DATA EXTRACT:
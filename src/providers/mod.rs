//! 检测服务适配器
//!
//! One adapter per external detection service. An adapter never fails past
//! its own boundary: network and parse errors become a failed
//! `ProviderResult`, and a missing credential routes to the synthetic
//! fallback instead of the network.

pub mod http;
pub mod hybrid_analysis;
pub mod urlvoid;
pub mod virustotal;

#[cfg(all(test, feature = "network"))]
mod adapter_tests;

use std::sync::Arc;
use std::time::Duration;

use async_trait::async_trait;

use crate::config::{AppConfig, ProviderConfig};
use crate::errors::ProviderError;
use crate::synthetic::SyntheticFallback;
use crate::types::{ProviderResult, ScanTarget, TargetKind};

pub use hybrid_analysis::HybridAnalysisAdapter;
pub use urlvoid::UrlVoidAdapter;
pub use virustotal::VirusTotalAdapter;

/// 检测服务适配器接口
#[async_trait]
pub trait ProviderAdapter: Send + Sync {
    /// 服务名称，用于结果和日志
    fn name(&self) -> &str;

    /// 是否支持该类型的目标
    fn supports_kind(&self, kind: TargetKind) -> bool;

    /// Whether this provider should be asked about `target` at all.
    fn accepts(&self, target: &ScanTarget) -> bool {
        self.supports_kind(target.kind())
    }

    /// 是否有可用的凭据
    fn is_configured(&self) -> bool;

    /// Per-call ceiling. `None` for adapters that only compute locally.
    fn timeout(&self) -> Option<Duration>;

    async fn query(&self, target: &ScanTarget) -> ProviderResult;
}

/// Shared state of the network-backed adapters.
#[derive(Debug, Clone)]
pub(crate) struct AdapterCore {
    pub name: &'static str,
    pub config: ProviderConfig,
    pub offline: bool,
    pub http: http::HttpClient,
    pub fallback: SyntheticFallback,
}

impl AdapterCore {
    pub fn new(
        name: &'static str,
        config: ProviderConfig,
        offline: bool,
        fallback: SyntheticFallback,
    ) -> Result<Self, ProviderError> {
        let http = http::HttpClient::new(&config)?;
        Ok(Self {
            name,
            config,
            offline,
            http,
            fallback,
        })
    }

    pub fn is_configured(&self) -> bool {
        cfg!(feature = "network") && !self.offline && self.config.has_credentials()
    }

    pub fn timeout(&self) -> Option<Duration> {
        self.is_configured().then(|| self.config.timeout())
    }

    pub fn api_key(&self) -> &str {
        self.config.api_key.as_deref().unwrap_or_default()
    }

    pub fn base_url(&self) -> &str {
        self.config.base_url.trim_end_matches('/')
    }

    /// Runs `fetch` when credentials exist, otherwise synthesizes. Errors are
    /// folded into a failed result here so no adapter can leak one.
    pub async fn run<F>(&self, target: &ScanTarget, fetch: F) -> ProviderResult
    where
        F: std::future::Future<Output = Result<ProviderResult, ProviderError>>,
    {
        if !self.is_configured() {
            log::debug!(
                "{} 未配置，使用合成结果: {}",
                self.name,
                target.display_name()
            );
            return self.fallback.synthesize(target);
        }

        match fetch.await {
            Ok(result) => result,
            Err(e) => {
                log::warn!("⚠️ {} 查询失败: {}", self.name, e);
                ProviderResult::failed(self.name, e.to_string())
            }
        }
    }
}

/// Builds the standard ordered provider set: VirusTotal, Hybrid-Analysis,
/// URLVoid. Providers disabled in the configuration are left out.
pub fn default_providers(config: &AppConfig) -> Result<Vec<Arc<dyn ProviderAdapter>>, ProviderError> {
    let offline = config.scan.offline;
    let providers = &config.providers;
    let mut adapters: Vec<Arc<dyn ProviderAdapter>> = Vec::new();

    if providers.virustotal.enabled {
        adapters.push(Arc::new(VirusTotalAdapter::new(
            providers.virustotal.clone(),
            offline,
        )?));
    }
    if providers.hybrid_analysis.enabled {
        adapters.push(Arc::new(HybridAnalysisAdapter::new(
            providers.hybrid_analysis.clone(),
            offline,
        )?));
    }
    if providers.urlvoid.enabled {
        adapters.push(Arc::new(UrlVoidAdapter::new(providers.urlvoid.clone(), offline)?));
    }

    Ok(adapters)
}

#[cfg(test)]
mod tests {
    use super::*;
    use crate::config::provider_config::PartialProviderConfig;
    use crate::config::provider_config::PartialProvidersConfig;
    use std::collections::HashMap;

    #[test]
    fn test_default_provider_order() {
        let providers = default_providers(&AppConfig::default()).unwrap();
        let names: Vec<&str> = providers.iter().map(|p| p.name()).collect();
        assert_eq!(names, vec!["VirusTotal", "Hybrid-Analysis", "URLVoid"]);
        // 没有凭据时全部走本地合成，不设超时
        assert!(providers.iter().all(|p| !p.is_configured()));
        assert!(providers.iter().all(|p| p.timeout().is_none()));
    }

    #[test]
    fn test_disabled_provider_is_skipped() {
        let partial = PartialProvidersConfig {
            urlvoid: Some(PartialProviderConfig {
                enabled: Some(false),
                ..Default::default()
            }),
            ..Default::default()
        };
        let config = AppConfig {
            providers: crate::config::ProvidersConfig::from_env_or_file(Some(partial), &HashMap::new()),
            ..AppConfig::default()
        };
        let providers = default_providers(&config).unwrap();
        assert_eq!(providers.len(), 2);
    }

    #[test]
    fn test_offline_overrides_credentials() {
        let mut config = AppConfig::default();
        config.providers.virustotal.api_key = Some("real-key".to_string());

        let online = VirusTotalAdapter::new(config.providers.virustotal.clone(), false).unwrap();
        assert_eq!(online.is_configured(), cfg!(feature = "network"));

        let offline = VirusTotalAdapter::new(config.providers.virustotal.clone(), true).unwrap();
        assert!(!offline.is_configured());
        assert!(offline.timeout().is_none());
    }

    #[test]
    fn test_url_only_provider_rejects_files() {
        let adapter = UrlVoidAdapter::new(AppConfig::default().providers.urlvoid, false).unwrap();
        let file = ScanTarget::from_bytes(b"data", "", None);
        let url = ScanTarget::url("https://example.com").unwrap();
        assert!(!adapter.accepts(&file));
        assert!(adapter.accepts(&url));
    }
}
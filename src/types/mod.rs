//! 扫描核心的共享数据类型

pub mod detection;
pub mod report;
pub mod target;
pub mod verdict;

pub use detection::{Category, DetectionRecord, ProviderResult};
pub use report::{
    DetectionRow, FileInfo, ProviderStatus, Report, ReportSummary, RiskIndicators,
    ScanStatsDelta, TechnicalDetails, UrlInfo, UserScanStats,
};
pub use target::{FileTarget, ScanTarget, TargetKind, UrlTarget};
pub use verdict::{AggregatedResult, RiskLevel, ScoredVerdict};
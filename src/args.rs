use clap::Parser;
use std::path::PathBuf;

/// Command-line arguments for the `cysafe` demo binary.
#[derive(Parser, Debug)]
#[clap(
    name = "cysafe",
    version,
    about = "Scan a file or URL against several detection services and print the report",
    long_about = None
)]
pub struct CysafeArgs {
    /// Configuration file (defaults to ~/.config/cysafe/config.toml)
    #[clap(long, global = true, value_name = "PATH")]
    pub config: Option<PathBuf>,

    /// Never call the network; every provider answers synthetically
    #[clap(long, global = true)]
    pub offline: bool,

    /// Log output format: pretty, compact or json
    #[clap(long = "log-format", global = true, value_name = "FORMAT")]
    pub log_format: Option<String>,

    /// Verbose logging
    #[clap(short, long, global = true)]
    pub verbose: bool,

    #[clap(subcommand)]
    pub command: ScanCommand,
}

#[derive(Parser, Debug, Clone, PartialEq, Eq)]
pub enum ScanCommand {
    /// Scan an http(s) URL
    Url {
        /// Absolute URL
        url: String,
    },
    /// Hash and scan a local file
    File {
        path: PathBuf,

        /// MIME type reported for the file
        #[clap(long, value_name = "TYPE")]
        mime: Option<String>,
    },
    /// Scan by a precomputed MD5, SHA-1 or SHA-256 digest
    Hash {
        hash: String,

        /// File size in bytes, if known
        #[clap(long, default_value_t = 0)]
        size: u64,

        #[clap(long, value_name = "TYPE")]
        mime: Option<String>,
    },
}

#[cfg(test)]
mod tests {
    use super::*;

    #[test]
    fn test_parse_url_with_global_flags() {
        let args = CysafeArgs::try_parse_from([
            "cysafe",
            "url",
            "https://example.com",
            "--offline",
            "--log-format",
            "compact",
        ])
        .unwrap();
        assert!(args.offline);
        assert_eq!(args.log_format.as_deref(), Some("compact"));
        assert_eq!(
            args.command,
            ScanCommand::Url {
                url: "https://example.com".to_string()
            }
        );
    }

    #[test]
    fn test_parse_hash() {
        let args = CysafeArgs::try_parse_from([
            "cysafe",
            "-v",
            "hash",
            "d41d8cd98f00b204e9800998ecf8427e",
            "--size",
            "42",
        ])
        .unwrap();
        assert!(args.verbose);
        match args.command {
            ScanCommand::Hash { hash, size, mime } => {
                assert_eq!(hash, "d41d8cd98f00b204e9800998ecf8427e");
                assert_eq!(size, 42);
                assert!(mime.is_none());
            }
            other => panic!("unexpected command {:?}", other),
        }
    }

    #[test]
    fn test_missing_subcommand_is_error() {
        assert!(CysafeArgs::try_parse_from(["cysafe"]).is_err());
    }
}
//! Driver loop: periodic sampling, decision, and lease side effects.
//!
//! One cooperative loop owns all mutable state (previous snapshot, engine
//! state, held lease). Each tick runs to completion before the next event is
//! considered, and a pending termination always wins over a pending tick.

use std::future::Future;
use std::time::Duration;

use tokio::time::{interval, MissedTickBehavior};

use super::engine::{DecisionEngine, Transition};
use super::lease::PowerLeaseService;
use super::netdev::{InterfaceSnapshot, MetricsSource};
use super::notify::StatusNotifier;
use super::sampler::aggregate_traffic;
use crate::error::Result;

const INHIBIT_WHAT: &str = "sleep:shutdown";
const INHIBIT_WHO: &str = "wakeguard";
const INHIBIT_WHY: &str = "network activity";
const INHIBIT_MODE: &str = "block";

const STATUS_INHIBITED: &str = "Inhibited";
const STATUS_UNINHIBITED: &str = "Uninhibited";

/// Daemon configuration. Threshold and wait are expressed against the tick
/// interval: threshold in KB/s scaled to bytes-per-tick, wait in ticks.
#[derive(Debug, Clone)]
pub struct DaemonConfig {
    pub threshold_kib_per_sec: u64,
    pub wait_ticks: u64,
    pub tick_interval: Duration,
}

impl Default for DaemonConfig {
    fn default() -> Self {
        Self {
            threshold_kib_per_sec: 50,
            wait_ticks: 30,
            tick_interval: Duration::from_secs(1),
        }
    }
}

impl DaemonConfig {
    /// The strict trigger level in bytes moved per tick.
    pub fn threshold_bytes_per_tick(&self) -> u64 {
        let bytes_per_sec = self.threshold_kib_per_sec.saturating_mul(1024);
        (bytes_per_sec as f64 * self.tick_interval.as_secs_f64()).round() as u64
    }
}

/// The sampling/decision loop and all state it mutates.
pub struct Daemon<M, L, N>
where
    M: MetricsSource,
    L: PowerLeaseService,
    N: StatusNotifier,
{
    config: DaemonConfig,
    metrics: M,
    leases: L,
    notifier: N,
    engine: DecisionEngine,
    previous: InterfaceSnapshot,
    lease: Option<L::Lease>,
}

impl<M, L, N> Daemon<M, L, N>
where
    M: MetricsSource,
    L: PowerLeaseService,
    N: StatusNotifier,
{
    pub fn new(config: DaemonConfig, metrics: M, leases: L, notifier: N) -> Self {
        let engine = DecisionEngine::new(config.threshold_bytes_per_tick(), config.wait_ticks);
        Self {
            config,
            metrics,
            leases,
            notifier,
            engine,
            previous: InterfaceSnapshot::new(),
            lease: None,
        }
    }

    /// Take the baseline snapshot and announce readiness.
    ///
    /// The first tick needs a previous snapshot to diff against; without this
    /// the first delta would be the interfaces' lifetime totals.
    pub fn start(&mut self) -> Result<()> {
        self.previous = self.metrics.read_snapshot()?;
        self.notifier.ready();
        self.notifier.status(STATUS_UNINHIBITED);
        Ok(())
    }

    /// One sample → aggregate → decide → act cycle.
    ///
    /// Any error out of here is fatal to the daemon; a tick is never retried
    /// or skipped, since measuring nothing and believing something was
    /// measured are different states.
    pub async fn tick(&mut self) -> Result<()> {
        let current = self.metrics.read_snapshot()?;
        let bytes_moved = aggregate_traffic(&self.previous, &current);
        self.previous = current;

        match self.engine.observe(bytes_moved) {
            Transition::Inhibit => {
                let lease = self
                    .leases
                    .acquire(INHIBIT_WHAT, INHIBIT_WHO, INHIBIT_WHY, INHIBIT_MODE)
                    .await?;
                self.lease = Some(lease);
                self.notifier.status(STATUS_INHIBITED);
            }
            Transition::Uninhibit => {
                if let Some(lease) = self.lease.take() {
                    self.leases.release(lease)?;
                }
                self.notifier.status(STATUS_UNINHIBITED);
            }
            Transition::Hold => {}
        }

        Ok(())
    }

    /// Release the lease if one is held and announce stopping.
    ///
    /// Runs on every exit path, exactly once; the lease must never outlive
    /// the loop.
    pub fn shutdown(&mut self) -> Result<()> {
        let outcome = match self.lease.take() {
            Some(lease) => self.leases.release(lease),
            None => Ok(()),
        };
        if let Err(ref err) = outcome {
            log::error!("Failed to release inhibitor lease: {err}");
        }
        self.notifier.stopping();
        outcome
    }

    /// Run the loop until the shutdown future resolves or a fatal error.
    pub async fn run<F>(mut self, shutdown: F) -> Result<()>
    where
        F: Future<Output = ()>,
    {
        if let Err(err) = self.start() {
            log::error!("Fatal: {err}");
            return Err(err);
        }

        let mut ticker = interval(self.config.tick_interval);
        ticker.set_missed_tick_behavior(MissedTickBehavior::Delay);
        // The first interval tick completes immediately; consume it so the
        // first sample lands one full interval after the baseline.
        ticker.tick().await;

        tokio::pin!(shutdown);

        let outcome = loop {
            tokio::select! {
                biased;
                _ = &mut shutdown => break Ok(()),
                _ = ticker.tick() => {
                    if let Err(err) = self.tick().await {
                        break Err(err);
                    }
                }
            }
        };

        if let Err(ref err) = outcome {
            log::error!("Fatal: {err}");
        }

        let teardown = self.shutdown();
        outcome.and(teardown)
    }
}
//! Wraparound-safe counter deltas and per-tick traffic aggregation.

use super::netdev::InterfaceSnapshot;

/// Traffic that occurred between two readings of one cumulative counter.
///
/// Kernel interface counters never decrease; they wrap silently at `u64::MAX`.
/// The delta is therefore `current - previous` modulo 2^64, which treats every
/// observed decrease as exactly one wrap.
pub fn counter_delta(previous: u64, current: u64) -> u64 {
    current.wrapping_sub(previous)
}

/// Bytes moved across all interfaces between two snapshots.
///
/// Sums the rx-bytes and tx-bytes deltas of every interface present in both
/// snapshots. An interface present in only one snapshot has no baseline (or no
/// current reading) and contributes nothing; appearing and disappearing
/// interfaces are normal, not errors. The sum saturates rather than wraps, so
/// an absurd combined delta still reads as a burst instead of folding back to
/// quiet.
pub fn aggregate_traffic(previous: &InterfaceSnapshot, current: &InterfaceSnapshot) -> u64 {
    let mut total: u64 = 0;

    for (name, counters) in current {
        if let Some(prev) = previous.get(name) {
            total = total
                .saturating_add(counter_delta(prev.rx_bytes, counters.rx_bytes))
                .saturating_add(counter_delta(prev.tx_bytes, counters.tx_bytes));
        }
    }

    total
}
--
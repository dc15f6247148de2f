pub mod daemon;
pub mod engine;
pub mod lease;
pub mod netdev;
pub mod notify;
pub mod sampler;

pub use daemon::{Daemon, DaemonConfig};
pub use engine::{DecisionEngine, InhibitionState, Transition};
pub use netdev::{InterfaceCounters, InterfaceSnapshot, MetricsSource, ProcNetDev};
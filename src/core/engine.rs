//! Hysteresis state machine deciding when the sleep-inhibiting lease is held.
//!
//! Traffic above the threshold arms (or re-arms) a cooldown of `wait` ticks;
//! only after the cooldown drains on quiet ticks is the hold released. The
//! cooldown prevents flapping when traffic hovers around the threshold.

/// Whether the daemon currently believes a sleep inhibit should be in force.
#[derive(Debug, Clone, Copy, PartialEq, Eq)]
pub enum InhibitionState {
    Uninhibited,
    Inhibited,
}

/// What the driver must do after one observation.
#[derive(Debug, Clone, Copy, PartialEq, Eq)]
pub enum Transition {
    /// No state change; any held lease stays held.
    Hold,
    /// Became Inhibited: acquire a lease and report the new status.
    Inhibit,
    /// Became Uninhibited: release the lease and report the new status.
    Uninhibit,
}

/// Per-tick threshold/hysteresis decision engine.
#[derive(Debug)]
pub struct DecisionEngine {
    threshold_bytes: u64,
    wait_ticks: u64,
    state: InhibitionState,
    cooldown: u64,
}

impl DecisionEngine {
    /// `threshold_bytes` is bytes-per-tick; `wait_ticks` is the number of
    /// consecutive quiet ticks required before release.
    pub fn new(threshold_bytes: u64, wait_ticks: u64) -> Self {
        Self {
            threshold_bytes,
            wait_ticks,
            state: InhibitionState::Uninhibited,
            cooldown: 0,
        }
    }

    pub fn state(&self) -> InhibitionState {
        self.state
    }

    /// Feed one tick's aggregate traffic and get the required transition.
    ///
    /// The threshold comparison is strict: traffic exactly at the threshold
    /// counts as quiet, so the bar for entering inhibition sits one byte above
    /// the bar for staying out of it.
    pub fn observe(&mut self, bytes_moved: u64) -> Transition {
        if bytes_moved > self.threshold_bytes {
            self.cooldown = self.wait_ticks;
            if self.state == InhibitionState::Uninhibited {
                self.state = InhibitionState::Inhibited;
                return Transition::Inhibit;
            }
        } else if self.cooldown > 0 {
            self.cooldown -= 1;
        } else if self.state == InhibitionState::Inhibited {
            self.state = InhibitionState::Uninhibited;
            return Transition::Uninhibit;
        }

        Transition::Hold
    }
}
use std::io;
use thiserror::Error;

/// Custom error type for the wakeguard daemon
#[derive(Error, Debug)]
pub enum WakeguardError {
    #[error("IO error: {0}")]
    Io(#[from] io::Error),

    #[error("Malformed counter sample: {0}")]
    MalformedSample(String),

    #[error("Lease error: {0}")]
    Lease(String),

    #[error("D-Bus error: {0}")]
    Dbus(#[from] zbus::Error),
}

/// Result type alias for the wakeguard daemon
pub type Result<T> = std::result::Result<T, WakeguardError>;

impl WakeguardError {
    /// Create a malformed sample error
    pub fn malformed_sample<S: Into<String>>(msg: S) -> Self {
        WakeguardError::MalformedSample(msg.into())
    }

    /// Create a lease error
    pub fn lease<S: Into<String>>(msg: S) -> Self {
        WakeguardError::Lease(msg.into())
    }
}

PROMPT: Transcribe each line of the data above, unaltered, from the one where "filename src/providers/mod.rs" appears to the one where "pub mod virustotal;" appears, inclusive of both.

SOLUTION TO THE PROBLEM:
filename src/providers/mod.rs
//! 检测服务适配器
//!
//! One adapter per external detection service. An adapter never fails past
//! its own boundary: network and parse errors become a failed
//! `ProviderResult`, and a missing credential routes to the synthetic
//! fallback instead of the network.

pub mod http;
pub mod hybrid_analysis;
pub mod urlvoid;
pub mod virustotal;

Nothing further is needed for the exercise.